Figure 5. Functional analyses of C. neoformans HXL1 deletion and complementation.

(A) For sensitive test to UPR- and cell wall- stresses, strains were serially diluted and spotted on YPD media with or without exposure to ER stress agents and cell wall disturbing agents (0.075 µg/ml TM, 10 mM DTT, 5 mg/ml CR, 1.5 mg/ml CFW), without (top panel) or with 1 M sorbitol (bottom panel) and incubated at 30°C for 3.5 days. (B) For the thermosensitivity test, strains were spotted on YPD medium and incubated at 35°C or 37°C for 3.5 days. (C) Phosphorylation of Mpk1 induced by ER stress and loss of UPR function.

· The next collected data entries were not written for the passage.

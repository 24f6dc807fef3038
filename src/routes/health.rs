use crate::state::AppState;
use axum::{
    extract::State,
    http::{header, StatusCode},
    response::IntoResponse,
    Json,
};

// Health check endpoint - lightweight
pub async fn healthz() -> impl IntoResponse {
    (StatusCode::OK, "ok")
}

// Readiness probe: DB reachable and mapping manager initialized
pub async fn readyz(State(state): State<AppState>) -> impl IntoResponse {
    if !state.mappings.is_initialized() {
        return (StatusCode::SERVICE_UNAVAILABLE, "not ready: mapping service not initialized").into_response();
    }
    let query = sqlx::query("SELECT 1").fetch_one(&state.db);
    match tokio::time::timeout(std::time::Duration::from_secs(5), query).await {
        Ok(Ok(_)) => (StatusCode::OK, "ready").into_response(),
        Ok(Err(e)) => (StatusCode::SERVICE_UNAVAILABLE, format!("not ready: {}", e)).into_response(),
        Err(_) => (StatusCode::SERVICE_UNAVAILABLE, "not ready: timeout").into_response(),
    }
}

// Metrics endpoint: returns JSON snapshot
pub async fn metrics(State(state): State<AppState>) -> impl IntoResponse {
    Json(state.metrics.get_snapshot())
}

// Prometheus-compatible text exposition format
pub async fn metrics_prometheus(State(state): State<AppState>) -> impl IntoResponse {
    let m = state.metrics.get_snapshot();
    let counters = [
        ("idmap_lookups", "Mapping lookups", m.lookups),
        ("idmap_cache_hits", "Lookups served from cache", m.cache_hits),
        ("idmap_cache_misses", "Lookups that missed the cache", m.cache_misses),
        ("idmap_cache_errors", "Failed cache calls", m.cache_errors),
        ("idmap_store_reads", "Lookups that read the store", m.store_reads),
        ("idmap_mappings_created", "Mappings inserted", m.mappings_created),
        ("idmap_mappings_updated", "Mappings updated in place", m.mappings_updated),
        ("idmap_bulk_items_failed", "Failed bulk items", m.bulk_items_failed),
        ("idmap_cleanup_runs", "Scheduled cleanup passes", m.cleanup_runs),
        ("idmap_cleanup_failures", "Entity types that failed a scheduled cleanup", m.cleanup_failures),
        ("idmap_mappings_deleted", "Stale mappings deleted", m.mappings_deleted),
    ];
    let mut body = String::new();
    for (name, help, value) in counters {
        body.push_str(&format!("# HELP {name} {help}\n# TYPE {name} counter\n{name} {value}\n"));
    }
    body.push_str(&format!(
        "# HELP idmap_uptime_seconds Uptime seconds\n# TYPE idmap_uptime_seconds gauge\nidmap_uptime_seconds {}\n",
        m.uptime_seconds
    ));
    ([(header::CONTENT_TYPE, "text/plain; version=0.0.4")], body)
}

// Version/Build info endpoint (JSON)
pub async fn version() -> impl IntoResponse {
    let body = serde_json::json!({
        "name": env!("CARGO_PKG_NAME"),
        "version": env!("CARGO_PKG_VERSION"),
        "package": {
            "description": env!("CARGO_PKG_DESCRIPTION"),
            "authors": env!("CARGO_PKG_AUTHORS"),
            "license": env!("CARGO_PKG_LICENSE"),
        },
        "build": {
            "profile": if cfg!(debug_assertions) { "debug" } else { "release" },
            "os": std::env::consts::OS,
            "arch": std::env::consts::ARCH,
        }
    });
    (StatusCode::OK, Json(body))
}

Strains in early exponential phase were treated with TM (5 µg/ml) at 30°C for 2 hr. 30 µg of total protein was analyzed by Western blotting with phospho-p44/42-MAPK antibody (upper panel) for the phosphorylated Mpk1 (Mpk1-P) protein and anti-Hog1 antibody (lower panel) for the Hog1 protein as a loading control. Strains were: wild-type (H99), ire1 (YSB552), ire1+IRE1 complemented (YSB1000), hxl1 (YSB723), hxl1+HXL1 ^u complemented (YSB762), ire1+HXL1 ^u suppressed (YSB743), ire1+HXL1 ^s suppressed (YSB747), mpk1 (KK3), cna1 (KK1), ras1 (YSB53), and hog1 (YSB64).